We’ve seen a flurry of positive activity in recent weeks in the ongoing discussion about responsible lending standards for business owners and consumers. Opportunity Fund is closely following these developments because we believe that, over time, they may have big implications for the entrepreneurs and low-income savers we serve. Below is a summary of some of the biggest news:
Yesterday, the U.S. Treasury released a seminal white paper on online marketplace lending. The white paper, called “Opportunities and Challenges in Online Marketplace Lending,” was published after Treasury reviewed over 100 public comments (including Opportunity Fund’s) on the issue, and conferred with seven relevant federal agencies. To our delight, Treasury’s top recommendation to the federal government and private sector is that they “support more robust small business borrower protections and effective oversight.” Given that this research covered both consumer and business lending, it is particularly noteworthy that business borrower protections are given first billing. The report mentions the Small Business Borrower’s Bill of Rights as a best practice that suggests responsible lending “can be done without adding undue burden or cost to this emerging industry.” In what we consider a major oversight, however, the report did not include any analysis or recommendations about merchant cash advance products–a particularly high cost business financing option that is widely used and rapidly growing.
In another development, Google announced this morning that starting in July they will stop posting ads for consumer loans with terms of less than 60 days or APRs of 36% or higher. This effort is focused primarily at limiting online payday loans (which bypass state interest rate caps), not business financing. However, it sets an important precedent for two reasons. First, perhaps the most important marketing platform in the world has chosen to prohibit the advertising of damaging financial products on their site, despite the fact that the products still remain legal. Second, they have chosen to prohibit not only ads for high-priced loans, but also to prohibit very short-term loans. This move supports the notion that it is critical to consider the combination of the cost and repayment term (not just the cost alone) in determining whether someone can successfully repay their debt. This is the position Opportunity Fund has long advanced in expressing our concern about the practices of short-term high-cost lenders.
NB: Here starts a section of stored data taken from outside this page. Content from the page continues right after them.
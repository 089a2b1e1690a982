//! A camera looking at a model eye.
//!
//! [`SceneConfig`] describes everything outside the eye (camera, medium,
//! corrective lenses). [`SceneGeometry`] binds it to an [`EyeModel`] and
//! assembles the optical systems the forward projection needs, once.
//!
//! Ocular surfaces and contact lenses live in the eye frame and turn with the
//! eye. Spectacles and the camera live in the scene frame.

use log::info;
use nalgebra::{Rotation3, Vector3};
use serde::{Deserialize, Serialize};
use std::fs;
use std::io::Write;

use crate::eye::{EyeModel, EyePose};
use crate::optics::{
    assemble, spectacle_system, LensDescriptor, Medium, OpticalPath, OpticalSystem, OpticsError,
};

pub mod camera;
pub mod projection;

pub use camera::{CameraError, Intrinsics, Resolution, SceneCamera};
pub use projection::{ProjectionError, StopProjection};

fn default_perimeter_points() -> usize {
    16
}

#[derive(Debug, Clone, PartialEq, Serialize, Deserialize)]
pub struct SceneConfig {
    pub camera: SceneCamera,
    #[serde(default)]
    pub medium: Medium,
    #[serde(default)]
    pub contact_lens: Option<LensDescriptor>,
    #[serde(default)]
    pub spectacle_lens: Option<LensDescriptor>,
    /// Points sampled on the stop edge for each projection.
    #[serde(default = "default_perimeter_points")]
    pub perimeter_points: usize,
}

impl SceneConfig {
    pub fn new(camera: SceneCamera) -> Self {
        SceneConfig {
            camera,
            medium: Medium::Air,
            contact_lens: None,
            spectacle_lens: None,
            perimeter_points: default_perimeter_points(),
        }
    }

    pub fn load_from_yaml(path: &str) -> Result<Self, OpticsError> {
        let contents = fs::read_to_string(path)?;
        let config: SceneConfig = serde_yaml::from_str(&contents)?;
        config.validate()?;
        Ok(config)
    }

    pub fn save_to_yaml(&self, path: &str) -> Result<(), OpticsError> {
        let yaml = serde_yaml::to_string(self)?;
        let mut file = fs::File::create(path)?;
        file.write_all(yaml.as_bytes())?;
        Ok(())
    }

    pub fn validate(&self) -> Result<(), OpticsError> {
        self.camera
            .validate_params()
            .map_err(|e| OpticsError::InvalidParams(e.to_string()))?;
        if self.perimeter_points < crate::geometry::fit::MIN_FIT_POINTS {
            return Err(OpticsError::InvalidParams(format!(
                "at least {} perimeter points are needed, got {}",
                crate::geometry::fit::MIN_FIT_POINTS,
                self.perimeter_points
            )));
        }
        for lens in self.contact_lens.iter().chain(self.spectacle_lens.iter()) {
            lens.validate()?;
        }
        Ok(())
    }
}

/// A rotated eye: maps between eye and scene coordinates.
#[derive(Debug, Clone, Copy)]
pub(crate) struct EyeFrame {
    rotation: Rotation3<f64>,
    center: Vector3<f64>,
}

impl EyeFrame {
    fn new(pose: &EyePose, center: Vector3<f64>) -> Self {
        EyeFrame {
            rotation: pose.rotation(),
            center,
        }
    }

    pub fn to_world_point(&self, point: &Vector3<f64>) -> Vector3<f64> {
        self.center + self.rotation * (point - self.center)
    }

    pub fn to_world_direction(&self, direction: &Vector3<f64>) -> Vector3<f64> {
        self.rotation * direction
    }

    pub fn to_eye_point(&self, point: &Vector3<f64>) -> Vector3<f64> {
        self.center + self.rotation.inverse() * (point - self.center)
    }

    pub fn to_eye_direction(&self, direction: &Vector3<f64>) -> Vector3<f64> {
        self.rotation.inverse() * direction
    }
}

/// An eye, a camera and the optical systems between them.
///
/// Immutable after construction and safe to share between threads.
#[derive(Debug, Clone)]
pub struct SceneGeometry {
    eye: EyeModel,
    config: SceneConfig,
    stop_to_camera: OpticalSystem,
    retina_to_camera: OpticalSystem,
    glint: OpticalSystem,
    spectacles: Option<OpticalSystem>,
    spectacles_inward: Option<OpticalSystem>,
    corneal_center: Vector3<f64>,
}

impl SceneGeometry {
    pub fn new(eye: EyeModel, config: SceneConfig) -> Result<Self, OpticsError> {
        config.validate()?;
        let contact = config.contact_lens.as_ref();
        let build = |path| assemble(&eye, path, config.medium, contact, None);
        let stop_to_camera = build(OpticalPath::StopToCamera)?;
        let retina_to_camera = build(OpticalPath::RetinaToCamera)?;
        let glint = build(OpticalPath::Glint)?;
        let spectacles = config
            .spectacle_lens
            .as_ref()
            .map(|lens| spectacle_system(&eye, config.medium, contact, lens))
            .transpose()?;
        let spectacles_inward = spectacles.as_ref().map(OpticalSystem::reversed);

        let apex = eye
            .corneal_apex()
            .ok_or_else(|| OpticsError::InvalidParams("cornea has no apex on the optical axis".to_string()))?;
        let radius = eye
            .corneal_apex_radius()
            .ok_or_else(|| OpticsError::InvalidParams("corneal apex radius is undefined".to_string()))?;
        let corneal_center = apex - Vector3::x() * radius;

        info!(
            "Scene for '{}' with camera at {:?}, medium index {}",
            eye.label,
            config.camera.translation,
            config.medium.refractive_index()
        );
        Ok(SceneGeometry {
            eye,
            config,
            stop_to_camera,
            retina_to_camera,
            glint,
            spectacles,
            spectacles_inward,
            corneal_center,
        })
    }

    pub fn eye(&self) -> &EyeModel {
        &self.eye
    }

    pub fn config(&self) -> &SceneConfig {
        &self.config
    }

    /// Eye-fixed surfaces from the stop outwards.
    pub fn stop_to_camera(&self) -> &OpticalSystem {
        &self.stop_to_camera
    }

    /// Eye-fixed surfaces from the retina outwards.
    pub fn retina_to_camera(&self) -> &OpticalSystem {
        &self.retina_to_camera
    }

    /// Reflection at the outermost ocular surface.
    pub fn glint(&self) -> &OpticalSystem {
        &self.glint
    }

    /// Scene-fixed spectacle lens, for light leaving the eye.
    pub fn spectacles(&self) -> Option<&OpticalSystem> {
        self.spectacles.as_ref()
    }

    /// Centre of curvature of the corneal apex, eye coordinates.
    pub fn corneal_center(&self) -> Vector3<f64> {
        self.corneal_center
    }

    pub(crate) fn frame(&self, pose: &EyePose) -> EyeFrame {
        EyeFrame::new(pose, self.eye.rotation_center())
    }
}

#[cfg(test)]
mod tests {
    use super::*;
    use approx::assert_relative_eq;

    fn sample_config() -> SceneConfig {
        SceneConfig::load_from_yaml("samples/scene.yaml").unwrap()
    }

    #[test]
    fn test_load_scene() {
        let config = sample_config();
        assert_eq!(config.medium, Medium::Air);
        assert!(config.contact_lens.is_none());
        assert_eq!(config.perimeter_points, 8);
        assert_relative_eq!(config.camera.position(), Vector3::new(100.0, 0.0, 0.0));
    }

    #[test]
    fn test_scene_yaml_round_trip() {
        let mut config = sample_config();
        config.spectacle_lens = Some(LensDescriptor::new(-2.0));
        config.medium = Medium::Custom(1.2);
        let path = std::env::temp_dir().join("model_eye_scene_round_trip.yaml");
        let path = path.to_string_lossy().to_string();
        config.save_to_yaml(&path).unwrap();
        assert_eq!(SceneConfig::load_from_yaml(&path).unwrap(), config);
    }

    #[test]
    fn test_rejects_too_few_perimeter_points() {
        let mut config = sample_config();
        config.perimeter_points = 3;
        assert!(config.validate().is_err());
    }

    #[test]
    fn test_frame_counter_rotates_camera() {
        let eye = EyeModel::load_from_yaml("samples/emmetropic_eye.yaml").unwrap();
        let scene = SceneGeometry::new(eye, sample_config()).unwrap();
        let pose = EyePose::new(20.0, -5.0, 3.0, 2.0);
        let frame = scene.frame(&pose);

        // Camera distance from the rotation centre is preserved.
        let center = scene.eye().rotation_center();
        let world_camera = scene.config().camera.position();
        let camera = frame.to_eye_point(&world_camera);
        assert_relative_eq!(
            (camera - center).norm(),
            (world_camera - center).norm(),
            epsilon = 1e-9
        );
        assert_relative_eq!(frame.to_world_point(&camera), world_camera, epsilon = 1e-9);
        let direction = Vector3::new(0.3, -0.2, 0.9).normalize();
        assert_relative_eq!(
            frame.to_world_direction(&frame.to_eye_direction(&direction)),
            direction,
            epsilon = 1e-12
        );
        // Rotating the eye left moves the camera right in eye coordinates.
        assert!(camera.y < 0.0);
    }

    #[test]
    fn test_scene_assembles_systems() {
        let eye = EyeModel::load_from_yaml("samples/emmetropic_eye.yaml").unwrap();
        let mut config = sample_config();
        config.contact_lens = Some(LensDescriptor::new(-1.0));
        let scene = SceneGeometry::new(eye.clone(), config).unwrap();
        assert_eq!(scene.stop_to_camera().len(), eye.cornea.len() + 2);
        assert_eq!(scene.retina_to_camera().len(), 1 + eye.lens.len() + eye.cornea.len() + 2);
        assert_eq!(scene.glint().len(), 1);
        assert!(scene.spectacles().is_none());
        assert_relative_eq!(scene.corneal_center().x, -7.8, epsilon = 1e-3);
    }

    #[test]
    fn test_spectacles_kept_out_of_eye_systems() {
        let eye = EyeModel::load_from_yaml("samples/emmetropic_eye.yaml").unwrap();
        let mut config = sample_config();
        config.spectacle_lens = Some(LensDescriptor::new(-3.0));
        let scene = SceneGeometry::new(eye.clone(), config).unwrap();
        assert_eq!(scene.stop_to_camera().len(), eye.cornea.len());
        assert_eq!(scene.glint().len(), 1);
        assert_eq!(scene.spectacles().map(|s| s.len()), Some(2));
    }
}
And last week three of the largest online lenders announced a plan to develop “a model small business lending disclosure called SMART (Straightforward Metrics Around Rate and Total Cost) Box.” The three providers of short-term high-cost credit—OnDeck, CAN Capital and Kabbage—have not signed on to the Small Business Borrowers Bill of Rights, and would have to change a lot about their business practices to be able to do so. They are, however, saying that their SMART box will include the very-important APR disclosure—which they currently do not make easily available to loan applicants. Opportunity Fund believes that responsible business lending must go well beyond disclosing APR, and needs to include full disclosure of prepayment penalties, confirming actual ability to repay and reporting to credit bureaus. We are, however, cautiously optimistic that this effort could represent a positive step toward true price transparency for small business owners.